I had the boots on for around eight minutes, going through eight cycles of compression and relaxation in total, and this sort of pressure massage is said to boost circulation, reduce muscle fatigue, and alleviate the symptoms of delayed-onset muscle soreness.
A little independent research shows “post-exercise massage has been shown to reduce the severity of muscle soreness” although it may not actually restore muscle function.
(Image credit: Future)
Boots of speed
I must admit, sitting there with the boots on as they swelled and released for the first time, it was pretty good. The relief after the first two cycles was palpable, and I turned the intensity up from 50 mmHg (millimeters of mercury, a standard pressure measurement) to 75, I almost forgot I was in a packed convention center.
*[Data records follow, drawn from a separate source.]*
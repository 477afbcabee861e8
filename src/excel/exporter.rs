//! Excel exporter implementation - 1-D datasets → worksheets

use crate::error::{SciportError, SciportResult};
use crate::subset::Subset;
use crate::types::{ComponentValues, Dataset};
use rust_xlsxwriter::{Note, Workbook, Worksheet};
use std::collections::HashSet;
use std::path::Path;
use tracing::debug;

/// Maximum worksheet name length allowed by Excel
const MAX_SHEET_NAME: usize = 31;

/// Excel exporter: one worksheet per dataset, header row of component labels
///
/// Units are written as a note on the header cell for people reading the
/// sheet. They are one-way: `ExcelImporter` does not read notes, so units do
/// not survive an xlsx round trip.
pub struct ExcelExporter<'a> {
    datasets: Vec<&'a Dataset>,
    subset: Option<&'a Subset>,
}

impl<'a> ExcelExporter<'a> {
    /// Create a new Excel exporter
    pub fn new(datasets: impl IntoIterator<Item = &'a Dataset>) -> Self {
        Self {
            datasets: datasets.into_iter().collect(),
            subset: None,
        }
    }

    /// Blank out entries outside `subset` (applied to every dataset)
    pub fn subset(mut self, subset: &'a Subset) -> Self {
        self.subset = Some(subset);
        self
    }

    /// Export the datasets to an Excel .xlsx file
    pub fn export(&self, output_path: &Path) -> SciportResult<()> {
        let mut workbook = Workbook::new();
        let mut used_names: HashSet<String> = HashSet::new();

        for dataset in &self.datasets {
            let name = unique_sheet_name(&sheet_name_for(&dataset.label), &mut used_names);
            let worksheet = workbook.add_worksheet();
            worksheet.set_name(&name)?;
            self.export_dataset(worksheet, dataset)?;
            debug!(dataset = %dataset.label, sheet = %name, "exported worksheet");
        }

        workbook.save(output_path)?;
        Ok(())
    }

    /// Export a single dataset to a worksheet
    fn export_dataset(&self, worksheet: &mut Worksheet, dataset: &Dataset) -> SciportResult<()> {
        if dataset.ndim() != 1 {
            return Err(SciportError::Shape(format!(
                "dataset '{}' has shape {:?}; only 1-D datasets can be written as a sheet",
                dataset.label,
                dataset.shape()
            )));
        }

        let mask = match self.subset {
            Some(subset) => Some(subset.to_mask(dataset)?),
            None => None,
        };
        let keep = |row: usize| mask.as_ref().map_or(true, |m| m[row]);

        for (col_idx, (id, component)) in dataset.components().enumerate() {
            let col = col_idx as u16;
            worksheet.write_string(0, col, id.label())?;

            // Units go into a note on the header cell; never read back
            if let Some(units) = component.units.as_deref().filter(|u| !u.is_empty()) {
                let note = Note::new(format!("units: {}", units)).set_author("sciport");
                worksheet.insert_note(0, col, &note)?;
            }

            match &component.values {
                ComponentValues::Numeric(values) => {
                    for (row, value) in values.iter().enumerate() {
                        // NaN and masked entries are left blank
                        if keep(row) && !value.is_nan() {
                            worksheet.write_number(row as u32 + 1, col, *value)?;
                        }
                    }
                }
                ComponentValues::Text(values) => {
                    for (row, value) in values.iter().enumerate() {
                        if keep(row) && !value.is_empty() {
                            worksheet.write_string(row as u32 + 1, col, value)?;
                        }
                    }
                }
            }
        }

        Ok(())
    }
}

/// Sheet part of a `file:Sheet` label, or the whole label
fn sheet_name_for(label: &str) -> String {
    let base = label.rsplit_once(':').map_or(label, |(_, sheet)| sheet);
    sanitize_sheet_name(base)
}

/// Strip characters Excel forbids in sheet names and cap the length
fn sanitize_sheet_name(name: &str) -> String {
    let cleaned: String = name
        .chars()
        .filter(|c| !matches!(c, '[' | ']' | ':' | '*' | '?' | '/' | '\\'))
        .collect();
    let cleaned = cleaned.trim_matches('\'').trim();
    let cleaned: String = cleaned.chars().take(MAX_SHEET_NAME).collect();
    if cleaned.is_empty() {
        "Sheet".to_string()
    } else {
        cleaned
    }
}

/// Excel sheet names are case-insensitive; append ` (2)`, ` (3)`, ... on clashes
fn unique_sheet_name(base: &str, used: &mut HashSet<String>) -> String {
    let mut name = base.to_string();
    let mut n = 2;
    while used.contains(&name.to_lowercase()) {
        let suffix = format!(" ({})", n);
        let stem: String = base
            .chars()
            .take(MAX_SHEET_NAME - suffix.chars().count())
            .collect();
        name = format!("{}{}", stem, suffix);
        n += 1;
    }
    used.insert(name.to_lowercase());
    name
}
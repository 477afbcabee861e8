//! Subset states: boolean masks over dataset entries
//!
//! A subset never removes entries. Writers use the mask to replace
//! excluded entries with NaN so the exported grid keeps its shape.

use crate::error::{SciportError, SciportResult};
use crate::types::{ComponentId, Dataset};
use regex::Regex;
use std::fmt;
use std::sync::OnceLock;

/// Comparison operator for inequality subsets
#[derive(Debug, Clone, Copy, PartialEq, Eq)]
pub enum Comparison {
    Lt,
    Le,
    Gt,
    Ge,
    Eq,
    Ne,
}

impl Comparison {
    pub fn parse(op: &str) -> Option<Self> {
        match op {
            "<" => Some(Comparison::Lt),
            "<=" => Some(Comparison::Le),
            ">" => Some(Comparison::Gt),
            ">=" => Some(Comparison::Ge),
            "==" => Some(Comparison::Eq),
            "!=" => Some(Comparison::Ne),
            _ => None,
        }
    }

    /// NaN on either side never matches, including for `!=`
    pub fn apply(self, lhs: f64, rhs: f64) -> bool {
        if lhs.is_nan() || rhs.is_nan() {
            return false;
        }
        match self {
            Comparison::Lt => lhs < rhs,
            Comparison::Le => lhs <= rhs,
            Comparison::Gt => lhs > rhs,
            Comparison::Ge => lhs >= rhs,
            Comparison::Eq => lhs == rhs,
            Comparison::Ne => lhs != rhs,
        }
    }

    pub fn symbol(self) -> &'static str {
        match self {
            Comparison::Lt => "<",
            Comparison::Le => "<=",
            Comparison::Gt => ">",
            Comparison::Ge => ">=",
            Comparison::Eq => "==",
            Comparison::Ne => "!=",
        }
    }
}

/// Rule selecting which entries of a dataset belong to a subset
#[derive(Debug, Clone, PartialEq)]
pub enum SubsetState {
    Everything,
    Nothing,
    Inequality {
        component: ComponentId,
        op: Comparison,
        value: f64,
    },
    /// Inclusive on both ends
    Range {
        component: ComponentId,
        lo: f64,
        hi: f64,
    },
    /// Text membership
    Category {
        component: ComponentId,
        values: Vec<String>,
    },
    Mask(Vec<bool>),
    And(Box<SubsetState>, Box<SubsetState>),
    Or(Box<SubsetState>, Box<SubsetState>),
    Xor(Box<SubsetState>, Box<SubsetState>),
    Not(Box<SubsetState>),
}

impl SubsetState {
    pub fn inequality(component: impl Into<ComponentId>, op: Comparison, value: f64) -> Self {
        SubsetState::Inequality {
            component: component.into(),
            op,
            value,
        }
    }

    pub fn range(component: impl Into<ComponentId>, lo: f64, hi: f64) -> Self {
        SubsetState::Range {
            component: component.into(),
            lo,
            hi,
        }
    }

    pub fn and(self, other: SubsetState) -> Self {
        SubsetState::And(Box::new(self), Box::new(other))
    }

    pub fn or(self, other: SubsetState) -> Self {
        SubsetState::Or(Box::new(self), Box::new(other))
    }

    pub fn xor(self, other: SubsetState) -> Self {
        SubsetState::Xor(Box::new(self), Box::new(other))
    }

    #[allow(clippy::should_implement_trait)]
    pub fn not(self) -> Self {
        SubsetState::Not(Box::new(self))
    }

    /// Evaluate the state against a dataset, one flag per entry
    pub fn to_mask(&self, data: &Dataset) -> SciportResult<Vec<bool>> {
        let size = data.size();
        match self {
            SubsetState::Everything => Ok(vec![true; size]),
            SubsetState::Nothing => Ok(vec![false; size]),
            SubsetState::Inequality {
                component,
                op,
                value,
            } => {
                let values = numeric_values(data, component)?;
                Ok(values.iter().map(|v| op.apply(*v, *value)).collect())
            }
            SubsetState::Range { component, lo, hi } => {
                let values = numeric_values(data, component)?;
                Ok(values.iter().map(|v| *v >= *lo && *v <= *hi).collect())
            }
            SubsetState::Category { component, values } => {
                let column = data.values(component.label())?.as_text().ok_or_else(|| {
                    SciportError::Subset(format!(
                        "component '{}' is not categorical",
                        component
                    ))
                })?;
                Ok(column.iter().map(|v| values.contains(v)).collect())
            }
            SubsetState::Mask(mask) => {
                if mask.len() != size {
                    return Err(SciportError::Subset(format!(
                        "mask has {} entries but dataset '{}' has {}",
                        mask.len(),
                        data.label,
                        size
                    )));
                }
                Ok(mask.clone())
            }
            SubsetState::And(a, b) => combine(data, a, b, |x, y| x && y),
            SubsetState::Or(a, b) => combine(data, a, b, |x, y| x || y),
            SubsetState::Xor(a, b) => combine(data, a, b, |x, y| x ^ y),
            SubsetState::Not(inner) => Ok(inner.to_mask(data)?.into_iter().map(|x| !x).collect()),
        }
    }

    /// Parse an expression such as `x > 2 & ~y == 4 | 'flux density' <= 1e-3`.
    ///
    /// Clauses are `name op number`, optionally negated with a leading `~`.
    /// Names containing spaces or operator characters can be single-quoted.
    /// `&` and `|` combine clauses strictly left to right.
    pub fn parse(expr: &str) -> SciportResult<Self> {
        let mut state: Option<SubsetState> = None;
        let mut pending: Option<char> = None;
        let mut clause = String::new();
        let mut in_quotes = false;

        for ch in expr.chars().chain(std::iter::once('\0')) {
            if ch == '\'' {
                in_quotes = !in_quotes;
            }
            let boundary = !in_quotes && matches!(ch, '&' | '|' | '\0');
            if !boundary {
                clause.push(ch);
                continue;
            }

            let parsed = parse_clause(&clause)?;
            state = Some(match (state, pending) {
                (None, _) => parsed,
                (Some(prev), Some('&')) => prev.and(parsed),
                (Some(prev), _) => prev.or(parsed),
            });
            pending = Some(ch);
            clause.clear();
        }

        if in_quotes {
            return Err(SciportError::Subset(format!("unbalanced quote in '{}'", expr)));
        }
        state.ok_or_else(|| SciportError::Subset("empty expression".to_string()))
    }
}

impl fmt::Display for SubsetState {
    fn fmt(&self, f: &mut fmt::Formatter<'_>) -> fmt::Result {
        match self {
            SubsetState::Everything => write!(f, "everything"),
            SubsetState::Nothing => write!(f, "nothing"),
            SubsetState::Inequality {
                component,
                op,
                value,
            } => write!(f, "{} {} {}", component, op.symbol(), value),
            SubsetState::Range { component, lo, hi } => {
                write!(f, "{} <= {} <= {}", lo, component, hi)
            }
            SubsetState::Category { component, values } => {
                write!(f, "{} in {:?}", component, values)
            }
            SubsetState::Mask(mask) => {
                write!(f, "mask({}/{})", mask.iter().filter(|m| **m).count(), mask.len())
            }
            SubsetState::And(a, b) => write!(f, "({} & {})", a, b),
            SubsetState::Or(a, b) => write!(f, "({} | {})", a, b),
            SubsetState::Xor(a, b) => write!(f, "({} ^ {})", a, b),
            SubsetState::Not(inner) => write!(f, "~{}", inner),
        }
    }
}

fn numeric_values<'a>(data: &'a Dataset, component: &ComponentId) -> SciportResult<&'a [f64]> {
    data.values(component.label())?.as_numeric().ok_or_else(|| {
        SciportError::Subset(format!("component '{}' is not numeric", component))
    })
}

fn combine(
    data: &Dataset,
    a: &SubsetState,
    b: &SubsetState,
    op: impl Fn(bool, bool) -> bool,
) -> SciportResult<Vec<bool>> {
    let left = a.to_mask(data)?;
    let right = b.to_mask(data)?;
    Ok(left.into_iter().zip(right).map(|(x, y)| op(x, y)).collect())
}

fn clause_regex() -> &'static Regex {
    static CLAUSE: OnceLock<Regex> = OnceLock::new();
    CLAUSE.get_or_init(|| {
        Regex::new(r"^\s*(~)?\s*(?:'([^']*)'|([^<>=!~'\s][^<>=!']*?))\s*(<=|>=|==|!=|<|>)\s*(\S+)\s*$")
            .expect("clause regex is valid")
    })
}

fn parse_clause(clause: &str) -> SciportResult<SubsetState> {
    let caps = clause_regex()
        .captures(clause)
        .ok_or_else(|| SciportError::Subset(format!("cannot parse clause '{}'", clause.trim())))?;

    let name = caps
        .get(2)
        .or_else(|| caps.get(3))
        .map(|m| m.as_str().trim())
        .unwrap_or_default();
    let op = Comparison::parse(&caps[4])
        .ok_or_else(|| SciportError::Subset(format!("unknown operator '{}'", &caps[4])))?;
    let value: f64 = caps[5]
        .parse()
        .map_err(|_| SciportError::Subset(format!("'{}' is not a number", &caps[5])))?;

    let state = SubsetState::inequality(name, op, value);
    Ok(if caps.get(1).is_some() { state.not() } else { state })
}

/// A labelled subset state
#[derive(Debug, Clone, PartialEq)]
pub struct Subset {
    pub label: String,
    pub state: SubsetState,
}

impl Subset {
    pub fn new(label: impl Into<String>, state: SubsetState) -> Self {
        Self {
            label: label.into(),
            state,
        }
    }

    pub fn to_mask(&self, data: &Dataset) -> SciportResult<Vec<bool>> {
        self.state.to_mask(data)
    }

    /// Number of entries of `data` inside the subset
    pub fn count(&self, data: &Dataset) -> SciportResult<usize> {
        Ok(self.to_mask(data)?.into_iter().filter(|m| *m).count())
    }
}

#[cfg(test)]
mod tests {
    use super::*;
    use crate::types::Component;

    fn data() -> Dataset {
        let mut d = Dataset::from_arrays(
            "test",
            vec![2, 3],
            [
                ("x", vec![0.0, 1.0, 2.0, 3.0, 4.0, 5.0]),
                ("y", vec![0.0, 2.0, f64::NAN, 6.0, 8.0, 10.0]),
            ],
        )
        .unwrap();
        d.add_component(
            "label",
            Component::new(vec!["a", "b", "a", "c", "b", "a"]),
        )
        .unwrap();
        d
    }

    #[test]
    fn test_inequality_mask() {
        let mask = SubsetState::inequality("x", Comparison::Gt, 2.0)
            .to_mask(&data())
            .unwrap();
        assert_eq!(mask, vec![false, false, false, true, true, true]);
    }

    #[test]
    fn test_nan_never_matches() {
        let d = data();
        let ne = SubsetState::inequality("y", Comparison::Ne, 1.0).to_mask(&d).unwrap();
        assert!(!ne[2]);
        let range = SubsetState::range("y", -1.0, 100.0).to_mask(&d).unwrap();
        assert!(!range[2]);
        assert!(range[5]);
    }

    #[test]
    fn test_combinators() {
        let d = data();
        let gt = SubsetState::inequality("x", Comparison::Gt, 1.0);
        let lt = SubsetState::inequality("x", Comparison::Lt, 4.0);
        assert_eq!(
            gt.clone().and(lt.clone()).to_mask(&d).unwrap(),
            vec![false, false, true, true, false, false]
        );
        assert_eq!(
            gt.clone().xor(lt).to_mask(&d).unwrap(),
            vec![true, true, false, false, true, true]
        );
        assert_eq!(
            gt.not().to_mask(&d).unwrap(),
            vec![true, true, false, false, false, false]
        );
    }

    #[test]
    fn test_category_state() {
        let state = SubsetState::Category {
            component: "label".into(),
            values: vec!["a".to_string()],
        };
        assert_eq!(
            state.to_mask(&data()).unwrap(),
            vec![true, false, true, false, false, true]
        );
    }

    #[test]
    fn test_kind_mismatch_errors() {
        let d = data();
        assert!(SubsetState::inequality("label", Comparison::Gt, 1.0)
            .to_mask(&d)
            .is_err());
        assert!(SubsetState::inequality("nope", Comparison::Gt, 1.0)
            .to_mask(&d)
            .is_err());
        assert!(SubsetState::Mask(vec![true]).to_mask(&d).is_err());
    }

    #[test]
    fn test_parse_single_clause() {
        let state = SubsetState::parse("x > 2").unwrap();
        assert_eq!(state, SubsetState::inequality("x", Comparison::Gt, 2.0));
    }

    #[test]
    fn test_parse_left_to_right() {
        let state = SubsetState::parse("x >= 1 & x < 4 | ~y == 0").unwrap();
        let expected = SubsetState::inequality("x", Comparison::Ge, 1.0)
            .and(SubsetState::inequality("x", Comparison::Lt, 4.0))
            .or(SubsetState::inequality("y", Comparison::Eq, 0.0).not());
        assert_eq!(state, expected);
    }

    #[test]
    fn test_parse_quoted_name() {
        let state = SubsetState::parse("'flux | err' <= 1e-3").unwrap();
        assert_eq!(
            state,
            SubsetState::inequality("flux | err", Comparison::Le, 1e-3)
        );
        let numeric_name = SubsetState::parse("1 != 3").unwrap();
        assert_eq!(numeric_name, SubsetState::inequality("1", Comparison::Ne, 3.0));
    }

    #[test]
    fn test_parse_errors() {
        assert!(SubsetState::parse("").is_err());
        assert!(SubsetState::parse("x >").is_err());
        assert!(SubsetState::parse("x > abc").is_err());
        assert!(SubsetState::parse("'x > 1").is_err());
    }

    #[test]
    fn test_subset_count() {
        let subset = Subset::new("big", SubsetState::parse("x > 2").unwrap());
        assert_eq!(subset.count(&data()).unwrap(), 3);
    }
}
I could certainly see myself sinking into the sofa with a pair after a hard run. For now, I felt rested and refreshed coming out of those pants-legs, and ready to take on one of the biggest races in the world.
For all this (you get a charger, a carry-case, and two boots) you’re paying a steep price: $799 / £699 / around AU$1,245. Not cheap for a novelty, but if you’re running enough distance to justify weekly or even bi-weekly usage, it certainly works out more cost-effective than getting a commercial sports massage at a physio or local spa.
I can’t imagine much better than sitting in a pair of these for 30 minutes at home on a Sunday after a demanding ten-mile run, TV on and cup of tea (or possibly beer) in hand.
A cheaper, simplified Prime leg-sleeve set is available for $599 / £499 / around AU$1,000, or a fully-customizable pneumatic compression RecoveryAir Pro set is also available for $1,299 / £1,199 / around AU$2,000.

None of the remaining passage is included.